Available records -
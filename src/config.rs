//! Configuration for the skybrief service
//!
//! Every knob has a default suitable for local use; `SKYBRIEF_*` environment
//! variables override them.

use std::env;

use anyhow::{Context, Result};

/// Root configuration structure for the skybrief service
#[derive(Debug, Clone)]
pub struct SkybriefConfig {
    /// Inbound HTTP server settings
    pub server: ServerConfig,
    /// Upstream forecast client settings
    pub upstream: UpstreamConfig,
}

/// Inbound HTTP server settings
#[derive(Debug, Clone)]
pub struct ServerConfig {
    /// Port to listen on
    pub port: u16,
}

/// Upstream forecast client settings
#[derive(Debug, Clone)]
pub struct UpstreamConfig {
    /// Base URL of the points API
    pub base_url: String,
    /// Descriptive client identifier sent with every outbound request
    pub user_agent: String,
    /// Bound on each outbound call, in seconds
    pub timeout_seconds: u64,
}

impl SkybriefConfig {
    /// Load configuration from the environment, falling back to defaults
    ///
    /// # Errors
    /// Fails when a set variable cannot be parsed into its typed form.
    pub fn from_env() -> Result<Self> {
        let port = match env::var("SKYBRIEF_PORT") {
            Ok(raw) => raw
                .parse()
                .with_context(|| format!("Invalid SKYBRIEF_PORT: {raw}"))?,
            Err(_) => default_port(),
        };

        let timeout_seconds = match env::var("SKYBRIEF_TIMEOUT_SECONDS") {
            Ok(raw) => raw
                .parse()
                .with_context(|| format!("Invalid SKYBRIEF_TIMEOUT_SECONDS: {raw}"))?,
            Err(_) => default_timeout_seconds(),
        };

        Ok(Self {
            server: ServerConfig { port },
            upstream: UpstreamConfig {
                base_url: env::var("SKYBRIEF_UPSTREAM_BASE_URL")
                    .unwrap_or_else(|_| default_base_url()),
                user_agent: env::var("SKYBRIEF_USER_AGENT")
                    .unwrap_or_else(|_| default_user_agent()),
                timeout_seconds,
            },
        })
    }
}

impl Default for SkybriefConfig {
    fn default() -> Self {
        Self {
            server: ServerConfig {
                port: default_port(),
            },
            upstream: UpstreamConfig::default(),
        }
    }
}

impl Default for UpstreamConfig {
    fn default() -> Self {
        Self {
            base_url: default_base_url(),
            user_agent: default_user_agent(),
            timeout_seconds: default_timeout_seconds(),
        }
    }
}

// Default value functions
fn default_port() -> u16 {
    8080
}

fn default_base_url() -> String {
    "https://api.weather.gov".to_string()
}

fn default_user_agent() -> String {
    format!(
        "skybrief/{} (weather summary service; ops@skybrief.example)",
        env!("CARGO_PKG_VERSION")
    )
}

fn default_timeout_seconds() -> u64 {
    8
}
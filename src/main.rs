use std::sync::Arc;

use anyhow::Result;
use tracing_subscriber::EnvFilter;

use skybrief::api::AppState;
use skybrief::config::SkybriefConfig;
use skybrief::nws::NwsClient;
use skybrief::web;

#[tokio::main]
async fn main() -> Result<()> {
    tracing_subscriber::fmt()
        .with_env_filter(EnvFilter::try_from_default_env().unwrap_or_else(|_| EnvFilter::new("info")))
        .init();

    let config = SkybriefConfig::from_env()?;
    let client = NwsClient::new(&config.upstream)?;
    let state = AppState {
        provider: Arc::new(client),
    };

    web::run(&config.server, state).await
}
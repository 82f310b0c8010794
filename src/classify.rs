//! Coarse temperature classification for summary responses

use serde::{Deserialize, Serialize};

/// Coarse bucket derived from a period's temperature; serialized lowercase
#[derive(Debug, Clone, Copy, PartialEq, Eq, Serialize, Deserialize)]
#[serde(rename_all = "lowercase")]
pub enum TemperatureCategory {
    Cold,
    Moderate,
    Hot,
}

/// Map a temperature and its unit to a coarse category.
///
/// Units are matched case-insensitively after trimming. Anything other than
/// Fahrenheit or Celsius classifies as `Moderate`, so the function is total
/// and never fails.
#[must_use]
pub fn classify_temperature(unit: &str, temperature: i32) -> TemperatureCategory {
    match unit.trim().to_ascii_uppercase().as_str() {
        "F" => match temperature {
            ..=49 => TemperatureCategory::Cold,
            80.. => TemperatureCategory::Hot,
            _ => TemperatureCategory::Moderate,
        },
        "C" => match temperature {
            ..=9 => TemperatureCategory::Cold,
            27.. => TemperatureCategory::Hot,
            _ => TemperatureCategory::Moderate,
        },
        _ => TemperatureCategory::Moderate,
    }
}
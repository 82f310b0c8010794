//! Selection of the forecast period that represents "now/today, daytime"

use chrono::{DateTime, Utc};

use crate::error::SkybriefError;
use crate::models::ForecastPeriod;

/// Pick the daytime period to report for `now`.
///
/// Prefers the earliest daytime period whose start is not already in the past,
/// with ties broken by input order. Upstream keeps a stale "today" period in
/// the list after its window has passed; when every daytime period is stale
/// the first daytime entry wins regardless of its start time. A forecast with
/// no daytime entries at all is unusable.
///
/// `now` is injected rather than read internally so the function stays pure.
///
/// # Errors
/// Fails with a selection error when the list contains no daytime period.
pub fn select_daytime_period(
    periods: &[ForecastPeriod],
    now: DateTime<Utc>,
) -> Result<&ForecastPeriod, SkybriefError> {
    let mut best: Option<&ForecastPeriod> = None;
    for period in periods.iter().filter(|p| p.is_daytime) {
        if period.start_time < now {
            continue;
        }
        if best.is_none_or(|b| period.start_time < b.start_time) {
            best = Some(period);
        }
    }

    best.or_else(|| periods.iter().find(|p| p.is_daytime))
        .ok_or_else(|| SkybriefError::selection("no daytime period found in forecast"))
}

What to work on - State, as a bare number, how many lines of the listing hold the word "DateTime".

Task output - 2